Monthly Archives: March 2014

Gun Safes: Other Types of Insulation

Rather than using dry-wall for insulation (see previous post), Graffunder safes and Amsec BF safes use poured-in concrete based composite materials.  This requires an inner layer of steel so the gun safe body ends up being stronger and more difficult to cut into.  The inner steel also prevents insulation from caving in like Type X drywall.  Making safes with poured-in composite material is a slower and more costly manufacturing process, resulting in a superior product.

Liberty Insulation 006

Amsec BF: Inner and outer steel, poured-in composite insulation

A less common form of fire protection is the use of a thermal blanket made from fiber glass or ceramic fiber. This is supposed to reflect heat away before it gets to the inside of the safe.  I have no idea how well it works, but it does not provide any actual cooling effect like the moisture release from dry-wall or composite materials.  Whatever heat does get inside, however, — mostly through the gap between the door and frame – will certainly be trapped inside.  That will lengthen the time it takes for the safe to cool down after a fire.

Gun Safe Fire ratings: Insulation

Consumers are usually surprised to find that the majority of gun safes use dry-wall for insulation — aka sheet rock, wall board, etc.  Commercial and residential fire safes are not built this way, but dry-wall construction allows gun safe makers to have lower start-up costs and faster production speeds.

Dry-wall contains moisture which gets forced out by the heat of a fire, in the form of water vapor.  That happens at about 300 to 330 degrees, and it actually provides cooling, similar to water evaporating off your skin.  The water vapor then creates a positive steam pressure inside the safe.  This pressure will minimize heat and smoke infiltration if there is a good fit between the door and frame (something missing in many safes).

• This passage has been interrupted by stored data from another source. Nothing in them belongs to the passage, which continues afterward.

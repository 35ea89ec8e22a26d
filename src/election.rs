// src/election.rs
//! The single implicit election: add candidates, start a timed vote, end it,
//! read the winner. Voting also expires on its own at `start + duration`.

use std::collections::HashMap;
use std::sync::Arc;

use chrono::{DateTime, Duration, Utc};
use serde::{Deserialize, Serialize};
use tokio::sync::RwLock;
use tracing::{debug, info};

use crate::error::PollError;
use crate::lifecycle::MAX_TITLE_CHARS;
use crate::models::{AccountId, VoterInfo};
use crate::tally::pick_winner;

pub type CandidateId = u32;

#[derive(Debug, Clone, PartialEq, Eq, Serialize)]
#[serde(rename_all = "camelCase")]
pub struct Candidate {
    pub id: CandidateId,
    pub name: String,
    pub vote_count: u64,
}

#[derive(Debug, Clone, PartialEq, Eq, Serialize)]
#[serde(rename_all = "camelCase")]
pub struct ElectionStatus {
    pub started: bool,
    pub ended: bool,
    pub active: bool,
    #[serde(with = "chrono::serde::ts_seconds_option")]
    pub start_time: Option<DateTime<Utc>>,
    #[serde(with = "chrono::serde::ts_seconds_option")]
    pub end_time: Option<DateTime<Utc>>,
    #[serde(with = "chrono::serde::ts_seconds")]
    pub now: DateTime<Utc>,
    pub remaining_seconds: i64,
}

#[derive(Deserialize)]
#[serde(rename_all = "camelCase")]
pub struct AddCandidateRequest {
    pub name: String,
}

#[derive(Deserialize)]
#[serde(rename_all = "camelCase")]
pub struct StartVotingRequest {
    pub duration_minutes: u32,
}

#[derive(Deserialize)]
#[serde(rename_all = "camelCase")]
pub struct ElectionVoteRequest {
    pub candidate_id: CandidateId,
}

#[derive(Debug, Clone, Copy)]
struct VotingWindow {
    start: DateTime<Utc>,
    end: DateTime<Utc>,
}

#[derive(Default)]
struct ElectionState {
    candidates: Vec<Candidate>,
    window: Option<VotingWindow>,
    ended: bool,
    receipts: HashMap<AccountId, CandidateId>,
}

impl ElectionState {
    fn is_active(&self, now: DateTime<Utc>) -> bool {
        match self.window {
            Some(w) => !self.ended && now < w.end,
            None => false,
        }
    }

    fn status(&self, now: DateTime<Utc>) -> ElectionStatus {
        let active = self.is_active(now);
        ElectionStatus {
            started: self.window.is_some(),
            ended: self.ended,
            active,
            start_time: self.window.map(|w| w.start),
            end_time: self.window.map(|w| w.end),
            now,
            remaining_seconds: match self.window {
                Some(w) if active => (w.end - now).num_seconds().max(0),
                _ => 0,
            },
        }
    }
}

#[derive(Clone)]
pub struct Election {
    state: Arc<RwLock<ElectionState>>,
    admin: Option<AccountId>,
}

impl Election {
    /// `admin`, when set, is the only account allowed to administer the election.
    pub fn new(admin: Option<AccountId>) -> Self {
        Election {
            state: Arc::new(RwLock::new(ElectionState::default())),
            admin,
        }
    }

    fn authorize(&self, caller: &AccountId) -> Result<(), PollError> {
        match &self.admin {
            Some(admin) if admin != caller => Err(PollError::Unauthorized(
                "only the election admin may do this".into(),
            )),
            _ => Ok(()),
        }
    }

    pub async fn add_candidate(
        &self,
        caller: &AccountId,
        name: &str,
    ) -> Result<Candidate, PollError> {
        self.authorize(caller)?;
        let name = name.trim();
        if name.is_empty() || name.chars().count() > MAX_TITLE_CHARS {
            return Err(PollError::InvalidInput(
                "candidate name is empty or too long".into(),
            ));
        }

        let mut state = self.state.write().await;
        if state.window.is_some() {
            return Err(PollError::VotingAlreadyStarted);
        }
        let candidate = Candidate {
            id: state.candidates.len() as CandidateId,
            name: name.to_string(),
            vote_count: 0,
        };
        state.candidates.push(candidate.clone());
        info!(candidate_id = candidate.id, name = %candidate.name, "candidate added");
        Ok(candidate)
    }

    pub async fn start_voting(
        &self,
        caller: &AccountId,
        duration_minutes: u32,
        now: DateTime<Utc>,
    ) -> Result<ElectionStatus, PollError> {
        self.authorize(caller)?;
        if duration_minutes == 0 {
            return Err(PollError::InvalidInput(
                "voting duration must be positive".into(),
            ));
        }

        let mut state = self.state.write().await;
        if state.window.is_some() {
            return Err(PollError::VotingAlreadyStarted);
        }
        if state.candidates.len() < 2 {
            return Err(PollError::InvalidInput(
                "an election needs at least 2 candidates".into(),
            ));
        }
        let end = now
            .checked_add_signed(Duration::minutes(i64::from(duration_minutes)))
            .ok_or_else(|| PollError::InvalidInput("voting duration is out of range".into()))?;
        state.window = Some(VotingWindow { start: now, end });
        info!(duration_minutes, end_time = %end, "election voting started");
        Ok(state.status(now))
    }

    pub async fn end_voting(
        &self,
        caller: &AccountId,
        now: DateTime<Utc>,
    ) -> Result<ElectionStatus, PollError> {
        self.authorize(caller)?;
        let mut state = self.state.write().await;
        if state.window.is_none() {
            return Err(PollError::VotingNotStarted);
        }
        if state.ended {
            return Err(PollError::ElectionAlreadyEnded);
        }
        state.ended = true;
        info!("election voting ended");
        Ok(state.status(now))
    }

    pub async fn vote(
        &self,
        voter: &AccountId,
        candidate_id: CandidateId,
        now: DateTime<Utc>,
    ) -> Result<(), PollError> {
        let mut guard = self.state.write().await;
        let state = &mut *guard;
        if state.window.is_none() {
            return Err(PollError::VotingNotStarted);
        }
        if !state.is_active(now) {
            return Err(PollError::ElectionClosed);
        }
        let Some(candidate) = state.candidates.get_mut(candidate_id as usize) else {
            debug!(candidate_id, voter = %voter, "vote for unknown candidate");
            return Err(PollError::UnknownCandidate(candidate_id));
        };
        if state.receipts.contains_key(voter) {
            return Err(PollError::AlreadyVoted);
        }

        candidate.vote_count += 1;
        state.receipts.insert(voter.clone(), candidate_id);
        info!(candidate_id, voter = %voter, "election vote recorded");
        Ok(())
    }

    /// Ties go to the candidate added first.
    pub async fn winner(&self, now: DateTime<Utc>) -> Result<Candidate, PollError> {
        let state = self.state.read().await;
        if state.window.is_none() {
            return Err(PollError::VotingNotStarted);
        }
        if state.is_active(now) {
            return Err(PollError::PollStillActive);
        }
        pick_winner(&state.candidates, |c| c.vote_count, |c| c.id).cloned()
    }

    pub async fn status(&self, now: DateTime<Utc>) -> ElectionStatus {
        self.state.read().await.status(now)
    }

    pub async fn candidates(&self) -> Vec<Candidate> {
        self.state.read().await.candidates.clone()
    }

    pub async fn voter_info(&self, voter: &AccountId) -> VoterInfo {
        let state = self.state.read().await;
        let chosen = state.receipts.get(voter).copied();
        VoterInfo { has_voted: chosen.is_some(), chosen_option_id: chosen }
    }
}

#[cfg(test)]
mod tests {
    use super::*;
    use crate::lifecycle::tests::account;

    fn t0() -> DateTime<Utc> {
        DateTime::from_timestamp(1_705_327_200, 0).unwrap()
    }

    async fn running(admin: Option<AccountId>) -> Election {
        let election = Election::new(admin);
        let caller = account("0xadmin");
        election.add_candidate(&caller, "Alice").await.unwrap();
        election.add_candidate(&caller, "Bob").await.unwrap();
        election.start_voting(&caller, 60, t0()).await.unwrap();
        election
    }

    #[tokio::test]
    async fn full_lifecycle() {
        let election = running(None).await;
        let admin = account("0xadmin");

        election.vote(&account("0x1"), 1, t0()).await.unwrap();
        election.vote(&account("0x2"), 1, t0()).await.unwrap();
        election.vote(&account("0x3"), 0, t0()).await.unwrap();
        assert_eq!(
            election.vote(&account("0x1"), 0, t0()).await.unwrap_err(),
            PollError::AlreadyVoted
        );
        assert_eq!(election.winner(t0()).await.unwrap_err(), PollError::PollStillActive);

        election.end_voting(&admin, t0()).await.unwrap();
        assert_eq!(
            election.end_voting(&admin, t0()).await.unwrap_err(),
            PollError::ElectionAlreadyEnded
        );
        assert_eq!(
            election.vote(&account("0x4"), 0, t0()).await.unwrap_err(),
            PollError::ElectionClosed
        );

        let winner = election.winner(t0()).await.unwrap();
        assert_eq!((winner.name.as_str(), winner.vote_count), ("Bob", 2));
        assert_eq!(election.voter_info(&account("0x3")).await.chosen_option_id, Some(0));
    }

    #[tokio::test]
    async fn voting_expires_without_an_explicit_end() {
        let election = running(None).await;
        let just_before = t0() + Duration::minutes(59);
        let at_end = t0() + Duration::minutes(60);

        let status = election.status(just_before).await;
        assert!(status.active);
        assert_eq!(status.remaining_seconds, 60);
        election.vote(&account("0x1"), 0, just_before).await.unwrap();

        let status = election.status(at_end).await;
        assert!(status.started && !status.active && !status.ended);
        assert_eq!(status.end_time, Some(at_end));
        assert_eq!(
            election.vote(&account("0x2"), 1, at_end).await.unwrap_err(),
            PollError::ElectionClosed
        );
        assert_eq!(election.winner(at_end).await.unwrap().name, "Alice");
    }

    #[tokio::test]
    async fn setup_rules() {
        let election = Election::new(Some(account("0xadmin")));
        let admin = account("0xadmin");
        let now = t0();

        assert!(matches!(
            election.add_candidate(&account("0xother"), "Mallory").await,
            Err(PollError::Unauthorized(_))
        ));
        assert!(matches!(
            election.add_candidate(&admin, "  ").await,
            Err(PollError::InvalidInput(_))
        ));
        assert_eq!(
            election.end_voting(&admin, now).await.unwrap_err(),
            PollError::VotingNotStarted
        );
        assert_eq!(
            election.vote(&account("0x1"), 0, now).await.unwrap_err(),
            PollError::VotingNotStarted
        );
        assert_eq!(election.winner(now).await.unwrap_err(), PollError::VotingNotStarted);

        election.add_candidate(&admin, "Alice").await.unwrap();
        assert!(matches!(
            election.start_voting(&admin, 10, now).await,
            Err(PollError::InvalidInput(_))
        ));
        election.add_candidate(&admin, "Bob").await.unwrap();
        assert!(matches!(
            election.start_voting(&admin, 0, now).await,
            Err(PollError::InvalidInput(_))
        ));
        election.start_voting(&admin, 10, now).await.unwrap();

        assert_eq!(
            election.start_voting(&admin, 10, now).await.unwrap_err(),
            PollError::VotingAlreadyStarted
        );
        assert_eq!(
            election.add_candidate(&admin, "Carol").await.unwrap_err(),
            PollError::VotingAlreadyStarted
        );
        assert_eq!(
            election.vote(&account("0x1"), 5, now).await.unwrap_err(),
            PollError::UnknownCandidate(5)
        );
        assert_eq!(election.candidates().await.len(), 2);
    }

    #[tokio::test]
    async fn only_the_admin_starts_and_ends_voting() {
        let election = Election::new(Some(account("0xAdmin")));
        let admin = account("0xadmin");
        let other = account("0xother");
        let now = t0();
        election.add_candidate(&admin, "Alice").await.unwrap();
        election.add_candidate(&admin, "Bob").await.unwrap();

        assert!(matches!(
            election.start_voting(&other, 10, now).await,
            Err(PollError::Unauthorized(_))
        ));
        assert!(!election.status(now).await.started);
        election.start_voting(&admin, 10, now).await.unwrap();

        assert!(matches!(
            election.end_voting(&other, now).await,
            Err(PollError::Unauthorized(_))
        ));
        assert!(election.status(now).await.active);
        election.end_voting(&admin, now).await.unwrap();
        assert!(election.status(now).await.ended);
    }

    #[tokio::test]
    async fn tie_goes_to_first_candidate() {
        let election = running(None).await;
        election.vote(&account("0x1"), 1, t0()).await.unwrap();
        election.vote(&account("0x2"), 0, t0()).await.unwrap();
        election.end_voting(&account("0xadmin"), t0()).await.unwrap();

        for _ in 0..3 {
            assert_eq!(election.winner(t0()).await.unwrap().id, 0);
        }
    }

    #[tokio::test]
    async fn no_votes_no_winner() {
        let election = running(None).await;
        election.end_voting(&account("0xadmin"), t0()).await.unwrap();
        assert_eq!(election.winner(t0()).await.unwrap_err(), PollError::NoVotesCast);
    }
}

There are several types of dry-wall.  As far as I can tell every gun safe manufacturer that uses dry-wall, except for Fort Knox, use “Type X”.  As “type X” dry-wall loses moisture it wants to contract and will eventually break into pieces similar to a dry mud puddle.  Then it can cave in like it did in the gun safe shown below.  Fort Knox uses “Type C” dry-wall, which is more expensive.  But Type C has a component which prevents cracking and caving in.  Obviously, this is better.

Safe failed when dry-wall caved in

Safe failed when dry-wall caved in

Also important is how the drywall is installed.  Most companies pack it in tight to the steel of the safe body, so as soon as any heat hits the steel the insulation gets hot, too.  Fort Knox builds an air pocket between the steel and the insulation to slow down heat transfer.  (Think of the effectiveness of the air gap in a double pane window.)

No insulation where hinge strap goes

No insulation where hinge strap goes

Some manufacturers talk about how many layers of dry-wall they use, but then cut away big chunks of it which creates hot spots when exposed to heat.  When a safe has internal hinges, look and you may see that all the insulation is cut away (right down to the steel) where the hinge straps move as the door closes.  Recessed holes in the ceiling for lights mean insulation is missing there, too.  If you had a fire and burning wood falls on top of your safe, wouldn’t it be best for all the insulation to be in place?  Purchase a low-end safe made in China and there is a chance that the dry-wall is actually construction scraps.  I have seen inside a number of doors on Chinese safes where pieces of dry-wall as small as 5 inch squares are pieced together and glued in place.  And people wonder why they cost so much less?

More on insulation soon . . .

 

Gun Safe Fire Ratings: Buyer Beware!

The biggest “dirty little secret” in the gun safe business is that most of the Fire Ratings are bogus.  Flat out lies in many cases.  It seems that people in this industry — manufacturers and knowledgeable dealers — are happy to intentionally deceive buyers just to boost sales.  I suspect that the Big Box Stores accept whatever the manufacturers and importers tell them as being legitimate.  They don’t really know any better, but they don’t investigate to find the truth, either.

Several years ago I sat in a meeting of about 20 gun safe dealers and several manufacturers.  One of them, a gentleman who imports thousands of units annually from China, started his talk with “We all know that our fire ratings are not accurate and that the gun safes we sell would not survive a serious house fire.”  What?  That offends me!  He knowingly cheats his customers and is willing to admit it among his peers?

I will not run my business like that!  And I will not buy that man’s safes, either.  I try hard to be honest with our customers.  We sell American Made gun safes from several manufacturers who I trust.  I work hard to learn about our competitors’ products as well as our own, so that we can educate our buyers.  Our products often cost a little more, but the buyer has been told enough to make an honest quality/value judgment.

This subject is a big deal to me.  It is certainly more than can be covered in one post, so I will be writing about it three or four times over the next few weeks.